◆ REQUIRED WORK: Without skipping a line, reproduce the entries exactly.

Saved entries

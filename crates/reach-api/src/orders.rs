//! `POST /orders`: record an order and refresh the customer's aggregates.

use axum::{Json, extract::State, http::StatusCode, response::IntoResponse};
use reach_core::{customer::NewOrder, store::CrmStore};
use tracing::debug;

use crate::{AppState, JsonBody, error::ApiError};

pub async fn create<S: CrmStore>(
  State(state): State<AppState<S>>,
  JsonBody(body): JsonBody<NewOrder>,
) -> Result<impl IntoResponse, ApiError> {
  body.validate()?;
  let order = state.store.record_order(body).await.map_err(ApiError::store)?;
  debug!(order_id = %order.order_id, customer_id = %order.customer_id, "order recorded");
  Ok((StatusCode::CREATED, Json(order)))
}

◆ RESPONSE FOR THIS EXERCISE:
filename crates/reach-api/src/orders.rs
//! `POST /orders`: record an order and refresh the customer's aggregates.

use axum::{Json, extract::State, http::StatusCode, response::IntoResponse};
use reach_core::{customer::NewOrder, store::CrmStore};
use tracing::debug;

use crate::{AppState, JsonBody, error::ApiError};

pub async fn create<S: CrmStore>(
  State(state): State<AppState<S>>,
  JsonBody(body): JsonBody<NewOrder>,
) -> Result<impl IntoResponse, ApiError> {
  body.validate()?;
  let order = state.store.record_order(body).await.map_err(ApiError::store)?;
  debug!(order_id = %order.order_id, customer_id = %order.customer_id, "order recorded");
  Ok((StatusCode::CREATED, Json(order)))
}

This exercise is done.